Во время блокады Ленинграда мой отец Меир (Мирон) и его брат Илья, оба уроженцы Бобруйска, остались в городе. Помимо их основной работы на военном заводе, им было поручено проверять и обезвреживать невзорвавшиеся немецкие бомбы. Однажды, направляясь по наводке к одной такой бомбе, которая лежала где-то у набережной Робеспьера, отец предложил Илье сначала поесть по талону в столовой, а уж потом заниматься бомбой. Еды в Питере было мало, и отцу удалось, хотя и с трудом, уговорить младшего брата остановиться поесть. Едва они опустили ложки в жидкий суп, как вдали раздался оглушительный взрыв. Поэтому отец нередко повторял мне, что есть надо вовремя, чтобы вырасти сильным.

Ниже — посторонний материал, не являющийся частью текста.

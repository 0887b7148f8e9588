use chrono::{DateTime, Duration, Utc};

#[cfg(feature = "serde")]
use serde::{Deserialize, Serialize};

use crate::engine::PositionSide;
use crate::errors::{Error, Result};

/// One time-sampled price observation with its precomputed trend signals.
///
/// Bars are immutable once built. A series must be strictly ordered by `time`;
/// loading and validating the series is the caller's job.
#[cfg_attr(feature = "serde", derive(Serialize, Deserialize))]
#[derive(Debug, Clone, Copy, PartialEq)]
pub struct Bar {
    time: DateTime<Utc>,
    close: f64,
    fast: f64,
    slow: f64,
}

impl Bar {
    /// Returns the bar timestamp.
    pub fn time(&self) -> DateTime<Utc> {
        self.time
    }

    /// Returns the close price.
    pub fn close(&self) -> f64 {
        self.close
    }

    /// Returns the fast trend-signal value.
    pub fn fast(&self) -> f64 {
        self.fast
    }

    /// Returns the slow trend-signal value.
    pub fn slow(&self) -> f64 {
        self.slow
    }

    /// Returns the side the signals favour, or `None` when they are equal.
    pub fn signal(&self) -> Option<PositionSide> {
        if self.fast > self.slow {
            Some(PositionSide::Long)
        } else if self.fast < self.slow {
            Some(PositionSide::Short)
        } else {
            None
        }
    }

    /// Checks the close price is positive and both signals are finite.
    pub fn validate(&self) -> Result<()> {
        if self.close <= 0.0 || !self.close.is_finite() {
            return Err(Error::InvalidPrice(self.close));
        }
        if !self.fast.is_finite() {
            return Err(Error::InvalidSignal(self.fast));
        }
        if !self.slow.is_finite() {
            return Err(Error::InvalidSignal(self.slow));
        }
        Ok(())
    }
}

impl TryFrom<(DateTime<Utc>, f64, f64, f64)> for Bar {
    type Error = Error;

    fn try_from((time, close, fast, slow): (DateTime<Utc>, f64, f64, f64)) -> Result<Self> {
        BarBuilder::builder().time(time).close(close).fast(fast).slow(slow).build()
    }
}

/// Builder for [`Bar`].
#[derive(Debug, Default)]
pub struct BarBuilder {
    time: Option<DateTime<Utc>>,
    close: Option<f64>,
    fast: Option<f64>,
    slow: Option<f64>,
}

impl BarBuilder {
    /// Starts a new builder.
    pub fn builder() -> Self {
        Self::default()
    }

    /// Sets the bar timestamp.
    pub fn time(mut self, time: DateTime<Utc>) -> Self {
        self.time = Some(time);
        self
    }

    /// Sets the close price.
    pub fn close(mut self, close: f64) -> Self {
        self.close = Some(close);
        self
    }

    /// Sets the fast trend-signal value.
    pub fn fast(mut self, fast: f64) -> Self {
        self.fast = Some(fast);
        self
    }

    /// Sets the slow trend-signal value.
    pub fn slow(mut self, slow: f64) -> Self {
        self.slow = Some(slow);
        self
    }

    /// Validates the fields and builds the bar.
    pub fn build(self) -> Result<Bar> {
        let time = self.time.ok_or(Error::MissingField("time"))?;
        let close = self.close.ok_or(Error::MissingField("close"))?;
        let fast = self.fast.ok_or(Error::MissingField("fast"))?;
        let slow = self.slow.ok_or(Error::MissingField("slow"))?;

        let bar = Bar {
            time,
            close,
            fast,
            slow,
        };
        bar.validate()?;
        Ok(bar)
    }
}

/// Checks that `bars` is strictly ordered by time.
///
/// ### Errors
/// `UnorderedBars` with the index of the first bar not later than its predecessor.
pub fn check_ordered(bars: &[Bar]) -> Result<()> {
    match bars.windows(2).position(|pair| pair[1].time <= pair[0].time) {
        Some(index) => Err(Error::UnorderedBars(index + 1)),
        None => Ok(()),
    }
}

/// Returns the bars with `now - lookback <= time < now`.
///
/// `bars` must be ordered by time. The bar stamped `now` is never included.
pub fn lookback_window(bars: &[Bar], now: DateTime<Utc>, lookback: Duration) -> &[Bar] {
    let start = now - lookback;
    let from = bars.partition_point(|b| b.time < start);
    let to = bars.partition_point(|b| b.time < now);
    &bars[from..to.max(from)]
}
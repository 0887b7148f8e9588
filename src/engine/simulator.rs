#[cfg(feature = "serde")]
use serde::{Deserialize, Serialize};

use crate::engine::*;
use crate::errors::Result;

/// Net P&L returned by [`Simulator::run`] when an entry could not be afforded.
///
/// It flags an infeasible parameter set and must never be averaged with real outcomes.
pub const INFEASIBLE_PNL: f64 = f64::MIN;

/// Parameters shared by every simulation pass.
#[cfg_attr(feature = "serde", derive(Serialize, Deserialize))]
#[cfg_attr(feature = "serde", serde(default))]
#[derive(Debug, Clone, Copy, PartialEq)]
pub struct SimulationParams {
    /// Starting capital.
    pub initial_cash: f64,
    /// Size of the first trade and of every trade after a win.
    pub initial_size: f64,
    /// Size growth factor after a losing close.
    pub multiplier: f64,
    /// Cap on the size.
    pub max_size: f64,
    /// Fraction of cash a single position may use, in `(0, 1]`.
    pub max_capital_usage: f64,
    /// When to close an open position.
    pub exit_rule: ExitRule,
    /// How to pick the entry side while recovering.
    pub recovery_entry: RecoveryEntry,
}

impl Default for SimulationParams {
    fn default() -> Self {
        Self {
            initial_cash: 100_000.0,
            initial_size: 100.0,
            multiplier: 2.0,
            max_size: 6_400.0,
            max_capital_usage: 1.0,
            exit_rule: ExitRule::default(),
            recovery_entry: RecoveryEntry::default(),
        }
    }
}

У нас в семье об иудаизме не говорили и иудейских праздников не справляли. Я знал, что я еврей, но никакого содержания, обычаев или, тем более, каких-либо обязательств это не подразумевало. Как принято было в Советском Союзе, где я жил до двадцати восьми лет, евреи – национальность. В моей школе в Ленинграде было немало ребят разного происхождения, но все они обрусели и тоже мало что знали о своей прописанной в паспорте национальности. Так что для меня эта национальность была лишена какого-либо культурного или религиозного содержания. Мой отец, говоривший со своей мамой на идише, никогда не учил меня ему, и этот язык, в отличие от английского и французского, меня тоже не привлекал. Я понимаю несколько слов, даже выражений, но ни одного предложения сказать на идише не могу.
Я ничего не знал о еврейской истории, даже прошлое моих ближайших родственников было для меня довольно туманным. Я жил в советском настоящем и не чувствовал особой близости или притяжения к другим евреям. Как мне подтвердила одна одноклассница-еврейка полвека спустя, евреи в нашем классе вместе не держались и отрицательного отношения со стороны соучеников тоже не ощущали. Я знал об антисемитизме, от которого в начале 1950-х годов мой отец пострадал на работе, а старший брат в школе, но для меня эти эпизоды относились к сталинскому прошлому, которого мое поколение почти не знало.